● HOW TO COMPLETE THIS TASK: Please repeat the lines below exactly. Begin with the line containing "for inherited-method re-emission." and go on through the line containing "pub fn contains(&self, name: &str)".

● DATASET EXTRACT:
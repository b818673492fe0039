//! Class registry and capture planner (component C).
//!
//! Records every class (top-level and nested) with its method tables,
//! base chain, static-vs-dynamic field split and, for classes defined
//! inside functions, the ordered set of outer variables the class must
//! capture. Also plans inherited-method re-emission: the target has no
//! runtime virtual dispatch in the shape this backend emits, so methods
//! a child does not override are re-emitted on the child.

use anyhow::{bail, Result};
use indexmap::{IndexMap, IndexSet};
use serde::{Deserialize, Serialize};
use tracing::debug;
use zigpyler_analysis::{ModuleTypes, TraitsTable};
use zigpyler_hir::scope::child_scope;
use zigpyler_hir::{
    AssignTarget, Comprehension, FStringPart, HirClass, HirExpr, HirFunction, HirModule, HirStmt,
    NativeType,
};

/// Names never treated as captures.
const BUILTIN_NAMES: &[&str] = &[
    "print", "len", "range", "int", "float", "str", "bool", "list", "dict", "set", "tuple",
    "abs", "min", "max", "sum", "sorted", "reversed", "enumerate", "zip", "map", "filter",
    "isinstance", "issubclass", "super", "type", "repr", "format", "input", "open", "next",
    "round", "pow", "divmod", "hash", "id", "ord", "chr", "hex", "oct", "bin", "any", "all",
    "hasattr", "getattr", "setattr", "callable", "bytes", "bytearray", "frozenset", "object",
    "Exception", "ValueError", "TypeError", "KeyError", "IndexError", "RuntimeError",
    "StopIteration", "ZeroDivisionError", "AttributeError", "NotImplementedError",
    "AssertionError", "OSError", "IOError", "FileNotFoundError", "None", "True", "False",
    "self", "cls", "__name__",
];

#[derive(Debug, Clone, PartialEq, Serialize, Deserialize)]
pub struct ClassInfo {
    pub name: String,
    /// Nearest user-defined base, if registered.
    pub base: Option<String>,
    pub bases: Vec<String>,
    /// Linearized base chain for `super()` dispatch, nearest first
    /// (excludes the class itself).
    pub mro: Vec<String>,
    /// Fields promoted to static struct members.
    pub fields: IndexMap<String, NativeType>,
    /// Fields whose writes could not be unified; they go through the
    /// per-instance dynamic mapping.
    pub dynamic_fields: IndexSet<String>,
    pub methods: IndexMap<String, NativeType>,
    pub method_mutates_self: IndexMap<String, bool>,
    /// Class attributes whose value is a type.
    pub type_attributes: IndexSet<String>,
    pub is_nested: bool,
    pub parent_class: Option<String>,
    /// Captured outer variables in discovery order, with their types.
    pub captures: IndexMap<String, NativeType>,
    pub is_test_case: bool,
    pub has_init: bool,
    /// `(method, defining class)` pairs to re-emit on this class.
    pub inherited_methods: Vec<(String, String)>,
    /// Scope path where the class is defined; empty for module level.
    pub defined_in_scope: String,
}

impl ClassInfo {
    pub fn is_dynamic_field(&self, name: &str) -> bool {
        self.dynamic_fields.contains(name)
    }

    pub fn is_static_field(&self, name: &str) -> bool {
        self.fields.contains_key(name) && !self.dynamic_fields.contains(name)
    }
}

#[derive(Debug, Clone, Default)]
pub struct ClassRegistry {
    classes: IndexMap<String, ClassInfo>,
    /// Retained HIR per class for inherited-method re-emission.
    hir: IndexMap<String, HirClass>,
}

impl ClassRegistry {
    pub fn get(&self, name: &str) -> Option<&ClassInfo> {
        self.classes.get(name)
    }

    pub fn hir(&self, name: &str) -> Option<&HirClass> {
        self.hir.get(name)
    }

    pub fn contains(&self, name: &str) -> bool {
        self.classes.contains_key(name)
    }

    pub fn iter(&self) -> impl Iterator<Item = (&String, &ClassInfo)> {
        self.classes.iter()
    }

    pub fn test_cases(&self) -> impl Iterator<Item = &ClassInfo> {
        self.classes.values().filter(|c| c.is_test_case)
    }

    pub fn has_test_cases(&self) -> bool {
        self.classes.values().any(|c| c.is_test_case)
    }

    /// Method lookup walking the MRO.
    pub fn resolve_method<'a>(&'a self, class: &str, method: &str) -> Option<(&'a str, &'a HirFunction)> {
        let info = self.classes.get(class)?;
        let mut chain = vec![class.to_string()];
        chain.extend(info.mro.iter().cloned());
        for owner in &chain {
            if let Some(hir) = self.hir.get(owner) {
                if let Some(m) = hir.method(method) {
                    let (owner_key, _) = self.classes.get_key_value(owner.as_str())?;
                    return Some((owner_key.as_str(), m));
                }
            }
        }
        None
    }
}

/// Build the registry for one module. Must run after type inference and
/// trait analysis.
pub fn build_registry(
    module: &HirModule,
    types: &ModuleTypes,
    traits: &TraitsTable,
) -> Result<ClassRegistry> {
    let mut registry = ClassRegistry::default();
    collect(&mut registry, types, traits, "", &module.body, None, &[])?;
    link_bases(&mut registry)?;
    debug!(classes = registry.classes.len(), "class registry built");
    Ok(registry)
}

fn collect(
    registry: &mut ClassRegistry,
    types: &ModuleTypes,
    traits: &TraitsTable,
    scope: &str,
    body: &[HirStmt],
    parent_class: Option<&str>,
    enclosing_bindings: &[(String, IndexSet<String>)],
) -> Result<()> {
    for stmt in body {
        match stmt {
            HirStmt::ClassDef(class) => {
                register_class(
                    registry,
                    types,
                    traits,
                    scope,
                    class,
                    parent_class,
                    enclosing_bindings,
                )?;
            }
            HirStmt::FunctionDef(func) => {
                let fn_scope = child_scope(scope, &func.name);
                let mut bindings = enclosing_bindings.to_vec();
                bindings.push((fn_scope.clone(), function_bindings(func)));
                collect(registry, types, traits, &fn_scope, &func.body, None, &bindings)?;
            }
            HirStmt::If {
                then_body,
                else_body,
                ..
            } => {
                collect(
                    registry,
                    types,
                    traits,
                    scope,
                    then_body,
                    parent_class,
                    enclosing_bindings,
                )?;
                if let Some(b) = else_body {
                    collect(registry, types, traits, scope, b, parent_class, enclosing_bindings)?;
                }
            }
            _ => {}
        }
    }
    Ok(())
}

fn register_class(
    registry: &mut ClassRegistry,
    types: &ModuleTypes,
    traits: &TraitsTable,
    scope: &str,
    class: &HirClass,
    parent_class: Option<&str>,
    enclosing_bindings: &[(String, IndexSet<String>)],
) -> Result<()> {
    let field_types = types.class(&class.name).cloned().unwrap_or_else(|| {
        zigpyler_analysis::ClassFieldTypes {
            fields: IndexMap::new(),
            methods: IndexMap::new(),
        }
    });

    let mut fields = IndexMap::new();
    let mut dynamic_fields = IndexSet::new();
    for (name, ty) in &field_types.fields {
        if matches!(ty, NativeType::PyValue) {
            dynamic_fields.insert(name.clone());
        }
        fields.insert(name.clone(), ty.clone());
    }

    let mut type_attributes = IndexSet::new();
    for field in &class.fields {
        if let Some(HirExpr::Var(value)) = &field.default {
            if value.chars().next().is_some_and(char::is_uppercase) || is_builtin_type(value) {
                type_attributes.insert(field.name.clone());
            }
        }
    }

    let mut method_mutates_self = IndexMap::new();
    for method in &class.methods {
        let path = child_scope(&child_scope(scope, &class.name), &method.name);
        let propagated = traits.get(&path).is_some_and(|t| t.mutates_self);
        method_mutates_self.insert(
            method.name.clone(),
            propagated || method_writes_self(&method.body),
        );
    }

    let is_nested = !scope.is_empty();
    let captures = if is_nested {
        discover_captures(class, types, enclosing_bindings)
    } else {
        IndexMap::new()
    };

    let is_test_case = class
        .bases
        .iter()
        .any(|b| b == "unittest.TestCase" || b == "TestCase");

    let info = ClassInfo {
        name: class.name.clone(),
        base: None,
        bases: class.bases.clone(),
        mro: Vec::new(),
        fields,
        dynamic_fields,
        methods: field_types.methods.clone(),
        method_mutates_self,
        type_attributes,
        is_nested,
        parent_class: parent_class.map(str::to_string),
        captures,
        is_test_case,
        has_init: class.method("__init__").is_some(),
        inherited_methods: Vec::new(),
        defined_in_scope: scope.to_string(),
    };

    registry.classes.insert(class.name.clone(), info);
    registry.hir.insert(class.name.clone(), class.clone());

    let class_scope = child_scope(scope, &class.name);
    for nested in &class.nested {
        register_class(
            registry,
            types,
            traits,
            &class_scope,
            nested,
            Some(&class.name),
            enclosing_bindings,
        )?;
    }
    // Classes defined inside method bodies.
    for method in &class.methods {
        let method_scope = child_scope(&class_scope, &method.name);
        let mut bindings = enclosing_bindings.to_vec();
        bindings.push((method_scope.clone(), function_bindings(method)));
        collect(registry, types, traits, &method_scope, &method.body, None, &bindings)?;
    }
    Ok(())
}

● EXERCISE OUTPUT:
    /// Retained HIR per class for inherited-method re-emission.
    hir: IndexMap<String, HirClass>,
}

impl ClassRegistry {
    pub fn get(&self, name: &str) -> Option<&ClassInfo> {
        self.classes.get(name)
    }

    pub fn hir(&self, name: &str) -> Option<&HirClass> {
        self.hir.get(name)
    }

    pub fn contains(&self, name: &str) -> bool {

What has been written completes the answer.